• _Work request_
Output the whole listing again, exactly as it reads.

• _Data extract_
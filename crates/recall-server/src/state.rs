use std::sync::Arc;

use recall_core::cache::engine::AnswerCache;
use recall_core::config::ServiceConfig;
use recall_core::service::AnswerCacheService;
use recall_core::storage::store::Store;

/// Shared state for all handlers.
#[derive(Clone)]
pub struct AppState {
    pub service: Arc<AnswerCacheService>,
}

/// Opens the store, applies the schema and wires the service with the
/// full scorer set.
pub fn build_state(cfg: &ServiceConfig) -> anyhow::Result<AppState> {
    let store = Store::open(&cfg.db_path)?;
    store.init_schema()?;
    let cache = AnswerCache::new(cfg.cache_size, cfg.cache_policy, cfg.cache_ttl);
    let service = AnswerCacheService::new(
        store,
        cache,
        recall_metrics::default_scorers(),
        cfg.score_method.clone(),
    )?;
    Ok(AppState {
        service: Arc::new(service),
    })
}
use anyhow::Context;
use axum::Router;
use tokio::net::TcpListener;
use tower::limit::GlobalConcurrencyLimitLayer;

pub struct ServeConfig {
    pub host: String,
    pub port: u16,
    pub router: Router,
    pub max_concurrency: usize,
}

pub async fn serve(config: ServeConfig) -> anyhow::Result<()> {
    let addr = format!("{}:{}", config.host, config.port);
    let listener = TcpListener::bind(&addr)
        .await
        .with_context(|| format!("failed to bind {}", addr))?;

    let app = config
        .router
        .layer(GlobalConcurrencyLimitLayer::new(config.max_concurrency));

    tracing::info!(
        event = "listening",
        addr = %addr,
        max_concurrency = config.max_concurrency
    );
    axum::serve(listener, app).await?;
    Ok(())
}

• _Written answer_
filename crates/recall-server/src/state.rs
use std::sync::Arc;

use recall_core::cache::engine::AnswerCache;
use recall_core::config::ServiceConfig;
use recall_core::service::AnswerCacheService;
use recall_core::storage::store::Store;

/// Shared state for all handlers.
#[derive(Clone)]
pub struct AppState {
    pub service: Arc<AnswerCacheService>,
}

/// Opens the store, applies the schema and wires the service with the
/// full scorer set.
pub fn build_state(cfg: &ServiceConfig) -> anyhow::Result<AppState> {
    let store = Store::open(&cfg.db_path)?;
    store.init_schema()?;
    let cache = AnswerCache::new(cfg.cache_size, cfg.cache_policy, cfg.cache_ttl);
    let service = AnswerCacheService::new(
        store,
        cache,
        recall_metrics::default_scorers(),
        cfg.score_method.clone(),
    )?;
    Ok(AppState {
        service: Arc::new(service),
    })
}
use anyhow::Context;
use axum::Router;
use tokio::net::TcpListener;
use tower::limit::GlobalConcurrencyLimitLayer;

pub struct ServeConfig {
    pub host: String,
    pub port: u16,
    pub router: Router,
    pub max_concurrency: usize,
}

pub async fn serve(config: ServeConfig) -> anyhow::Result<()> {
    let addr = format!("{}:{}", config.host, config.port);
    let listener = TcpListener::bind(&addr)
        .await
        .with_context(|| format!("failed to bind {}", addr))?;

    let app = config
        .router
        .layer(GlobalConcurrencyLimitLayer::new(config.max_concurrency));

    tracing::info!(
        event = "listening",
        addr = %addr,
        max_concurrency = config.max_concurrency
    );
    axum::serve(listener, app).await?;
    Ok(())
}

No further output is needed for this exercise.